Question

If the roots of the equation $a{x^2} + bx + c = 0$ be $\alpha $ and $\beta $ then the roots of the equation $c{x^2} + bx + a = 0$ are:
A. $ - \alpha , - \beta $
B. $\alpha ,\dfrac{1}{\beta }$
C. $\dfrac{1}{\alpha },\dfrac{1}{\beta }$
D. None of these

Answer 1

Hint: First we will find the sum and product of roots of equation $a{x^2} + bx + c = 0$. Then divide sum by product of roots. After simplification, we will compare the sum and product of the roots of equation $c{x^2} + bx + a = 0$ to find the roots of the equation.

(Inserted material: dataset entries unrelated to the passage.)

use std::sync::Arc;

use nginx_buildpack::templating::{MapEnvironment, TemplateError, TemplateRenderer};

const SERVICES: &str = r#"{
  "db": [
    {"name": "mydb", "uri": "postgres://u:p@db:5432/app", "creds": {"user": "app", "port": 5432}},
    {"name": "mydb", "uri": "postgres://shadowed"}
  ],
  "cache": [{"name": "redis", "tags": ["a", "b"], "host": null}]
}"#;

fn renderer() -> TemplateRenderer {
    TemplateRenderer::new(Arc::new(
        MapEnvironment::new()
            .with("PORT", "8080")
            .with("NGINX_MODULES", "/home/vcap/deps/0/nginx/nginx/modules"),
    ))
}

#[test]
fn test_full_template() {
    let template = r#"{{ module(name="ngx_http_geoip_module") }}
events {}
http {
  upstream db { server {{ svcprop(service="db", name="mydb", key="uri") }}; }
  server {
    listen {{port}};
    set $user "{{ svcprop(service="db", name="mydb", key="creds", subkey="user") }}";
    set $dbport {{ svcprop(service="db", name="mydb", key="creds", subkey="port") }};
  }
}"#;

    let rendered = renderer().render(template, SERVICES).unwrap();
    assert_eq!(
        rendered,
        r#"load_module /home/vcap/deps/0/nginx/nginx/modules/ngx_http_geoip_module.so;
events {}
http {
  upstream db { server postgres://u:p@db:5432/app; }
  server {
    listen 8080;
    set $user "app";
    set $dbport 5432;
  }
}"#
    );
}

#[test]
fn test_rendering_is_deterministic() {
    let template = r#"listen {{port}}; {{ svcprop(service="db", name="mydb", key="uri") }}"#;
    let first = renderer().render(template, SERVICES).unwrap();
    for _ in 0..5 {
        assert_eq!(renderer().render(template, SERVICES).unwrap(), first);
    }
}

#[test]
fn test_unsupported_shapes_fail() {
    for key in ["tags", "host"] {
        let template = format!(r#"{{{{ svcprop(service="cache", name="redis", key="{key}") }}}}"#);
        let err = renderer().render(&template, SERVICES).unwrap_err();
        assert!(matches!(err, TemplateError::Exec { .. }), "{key}: {err:?}");
    }
}

#[test]
fn test_missing_binding_is_never_empty() {
    let err = renderer()
        .render(r#"x{{ svcprop(service="db", name="other", key="uri") }}x"#, SERVICES)
        .unwrap_err();
    assert!(err.message().contains("No 'db' service named 'other' is bound"));
}
//! Shared data models for staging operations
//!
//! These types cross module boundaries: the resolver produces a [`Dependency`],
//! the installer consumes it, and the staging driver logs it.

use serde::{Deserialize, Serialize};
use std::fmt;

/// A concrete, installable artifact.
///
/// Once resolved, the version is always one of the versions the manifest
/// declares for `name`; it is never synthesised from a constraint.
#[derive(Debug, Clone, PartialEq, Eq, Hash, Serialize, Deserialize)]
pub struct Dependency {
    /// Dependency name as it appears in the buildpack manifest
    pub name: String,
    /// Exact version string, as listed in the manifest
    pub version: String,
}

impl Dependency {
    /// Create a dependency from a name and an exact version.
    pub fn new(name: impl Into<String>, version: impl Into<String>) -> Self {
        Self {
            name: name.into(),
            version: version.into(),
        }
    }
}

impl fmt::Display for Dependency {
    fn fmt(&self, f: &mut fmt::Formatter<'_>) -> fmt::Result {
        write!(f, "{} {}", self.name, self.version)
    }
}
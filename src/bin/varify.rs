//! `varify`: render an nginx configuration template in place.
//!
//! Run once during staging on a scratch copy, and once at launch on the real
//! file. Reads `PORT`, `NGINX_MODULES`, `VCAP_SERVICES` and any variable the
//! template asks for from the process environment.

use std::path::PathBuf;
use std::sync::Arc;

use clap::Parser;
use nginx_buildpack::cli::{init_logging, render_file};
use nginx_buildpack::core::user_friendly_error;
use nginx_buildpack::templating::ProcessEnvironment;

/// Render an nginx configuration template in place.
#[derive(Parser, Debug)]
#[command(name = "varify", version)]
struct Args {
    /// Template to render and overwrite
    path: PathBuf,
}

fn main() {
    let args = Args::parse();
    init_logging(None);

    if let Err(e) = render_file(&args.path, &args.path, Arc::new(ProcessEnvironment)) {
        user_friendly_error(e).display();
        std::process::exit(1);
    }
}
//! Full supply runs through the `nginx-buildpack` binary.

use assert_cmd::Command;
use predicates::prelude::*;

use nginx_buildpack::test_utils::StagingFixture;

use super::{MANIFEST, NGINX_CONF};

fn fixture() -> StagingFixture {
    let fixture = StagingFixture::new().unwrap();
    fixture.write_manifest(MANIFEST).unwrap();
    for version in ["1.25.3", "1.26.1"] {
        let root = fixture.add_cached_nginx(version).unwrap();
        #[cfg(unix)]
        super::write_fake_nginx(&root.join("nginx/sbin/nginx"));
        #[cfg(not(unix))]
        let _ = root;
    }
    fixture
}

fn supply(fixture: &StagingFixture) -> Command {
    let mut cmd = Command::cargo_bin("nginx-buildpack").unwrap();
    cmd.env("NO_COLOR", "1")
        .env_remove("VCAP_SERVICES")
        .arg("supply")
        .arg(&fixture.build_dir)
        .arg(&fixture.cache_dir)
        .arg(&fixture.deps_dir)
        .arg("0")
        .arg("--buildpack-dir")
        .arg(&fixture.buildpack_dir);
    cmd
}

#[cfg(unix)]
#[test]
fn test_supply_defaults_to_mainline() {
    let fixture = fixture();
    fixture.write_app_file("nginx.conf", NGINX_CONF).unwrap();

    supply(&fixture)
        .assert()
        .success()
        .stdout(predicate::str::contains("Supplying nginx"))
        .stdout(predicate::str::contains("No nginx version specified - using mainline => 1.25.3"))
        .stdout(predicate::str::contains("discouraged").not());

    let dep_dir = fixture.dep_dir();
    assert!(dep_dir.join("nginx/nginx/sbin/nginx").is_file());
    assert!(dep_dir.join("bin/varify").is_file());
    assert!(dep_dir.join("bin/nginx").symlink_metadata().is_ok());
    assert!(fixture.build_dir.join("logs").is_dir());

    let profile = std::fs::read_to_string(dep_dir.join("profile.d/nginx.sh")).unwrap();
    assert_eq!(profile, "export NGINX_MODULES=$DEPS_DIR/0/nginx/nginx/modules\nmkdir -p logs");

    let conf = std::fs::read_to_string(fixture.build_dir.join("nginx.conf")).unwrap();
    assert_eq!(conf, NGINX_CONF);
}

#[cfg(unix)]
#[test]
fn test_supply_requested_stable_warns() {
    let fixture = fixture();
    fixture.write_app_file("nginx.conf", NGINX_CONF).unwrap();
    fixture.write_app_file("buildpack.yml", "nginx:\n  version: stable\n").unwrap();

    supply(&fixture)
        .assert()
        .success()
        .stdout(predicate::str::contains("Requested nginx version: stable => 1.26.1"))
        .stdout(predicate::str::contains("discouraged"));

    assert!(fixture.dep_dir().join("nginx/nginx/sbin/nginx").is_file());
}

#[cfg(unix)]
#[test]
fn test_supply_rejected_configuration() {
    let fixture = fixture();
    fixture.write_app_file("nginx.conf", "# {{port}}\nhttp { server { listen 80; } }\n").unwrap();

    supply(&fixture)
        .assert()
        .failure()
        .code(1)
        .stdout(predicate::str::contains("[emerg]"))
        .stderr(predicate::str::contains("Could not validate nginx.conf"));

    assert!(!fixture.dep_dir().join("profile.d/nginx.sh").exists());
}

#[test]
fn test_supply_missing_configuration() {
    let fixture = fixture();

    supply(&fixture)
        .assert()
        .failure()
        .code(1)
        .stdout(predicate::str::contains("nginx.conf file must be present at the app root"));
}

#[test]
fn test_supply_missing_placeholder() {
    let fixture = fixture();
    fixture.write_app_file("nginx.conf", "http { server { listen 8080; } }\n").unwrap();

    supply(&fixture)
        .assert()
        .failure()
        .stdout(predicate::str::contains("must be configured to respect the value of `{{port}}`"));
}

#[test]
fn test_supply_unknown_version_lists_available() {
    let fixture = fixture();
    fixture.write_app_file("nginx.conf", NGINX_CONF).unwrap();
    fixture.write_app_file("buildpack.yml", "nginx:\n  version: 1.99.x\n").unwrap();

    supply(&fixture)
        .assert()
        .failure()
        .code(1)
        .stdout(predicate::str::contains("Available versions: mainline, stable, 1.25.x, 1.26.x, 1.25.0, 1.25.3, 1.26.1"))
        .stderr(predicate::str::contains("Could not determine version"));

    assert!(!fixture.dep_dir().join("nginx").exists());
}

#[test]
fn test_supply_uncached_version() {
    let fixture = fixture();
    fixture.write_app_file("nginx.conf", NGINX_CONF).unwrap();
    fixture.write_app_file("buildpack.yml", "nginx:\n  version: 1.25.0\n").unwrap();

    supply(&fixture)
        .assert()
        .failure()
        .stderr(predicate::str::contains("Could not install nginx"));
}
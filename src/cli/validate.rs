//! `validate` command: check nginx.conf without running a full supply.

use std::path::PathBuf;
use std::sync::Arc;

use anyhow::Result;
use clap::Args;
use colored::Colorize;

use crate::command::SystemCommandRunner;
use crate::templating::ProcessEnvironment;
use crate::validation::ConfigValidator;

/// Validate an application's nginx.conf with an installed nginx.
#[derive(Args, Debug)]
pub struct ValidateCommand {
    /// Application build directory containing nginx.conf
    pub build_dir: PathBuf,

    /// Installed nginx tree holding sbin/nginx and modules/
    #[arg(long)]
    pub nginx_dir: PathBuf,
}

impl ValidateCommand {
    pub fn execute(self) -> Result<()> {
        let runner = SystemCommandRunner;
        let validator = ConfigValidator::new(
            self.nginx_dir.join("sbin").join("nginx"),
            self.nginx_dir.join("modules"),
            Arc::new(ProcessEnvironment),
            &runner,
        );

        validator.validate(&self.build_dir)?;
        println!("{} nginx.conf is valid", "✓".green());
        Ok(())
    }
}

Formula Used: If the quadratic equation is $a{x^2} + bx + c = 0$. Then,
Sum of the roots $ = \dfrac{{ - b}}{a}$
Product of roots $ = \dfrac{c}{a}$

Complete step by step solution: Given, the roots of the equation $a{x^2} + bx + c = 0$ are $\alpha $ and $\beta $.
Sum of the roots $ = \dfrac{{ - b}}{a}$
$\alpha + \beta = \dfrac{{ - b}}{a}$ …(1)
Product of roots $ = \dfrac{c}{a}$
\[\alpha \beta = \dfrac{c}{a}\] …(2)
Dividing equation (1) by equation (2)
$\dfrac{{\alpha + \beta }}{{\alpha \beta }} = \dfrac{{\dfrac{{ - b}}{a}}}{{\dfrac{c}{a}}}$
$\dfrac{1}{\alpha } + \dfrac{1}{\beta } = \dfrac{{ - b}}{c}$ …(3)
Taking reciprocal of equation (2)
$\dfrac{1}{{\alpha \beta }} = \dfrac{a}{c}$ …(4)
Given equation, $c{x^2} + bx + a = 0$
Sum of roots op equation $c{x^2} + bx + a = 0$ is $\dfrac{{ - b}}{c}$
Product of roots op equation $c{x^2} + bx + a = 0$ is $\dfrac{a}{c}$
From equation (3) and (4)
Roots of the equation $c{x^2} + bx + a = 0$ are $\dfrac{1}{\alpha },\dfrac{1}{\beta }$

Hence, correct option is (C)

Note: Students should divide sum by product of roots of equation for easy calculations if they try any other method they can make mistakes.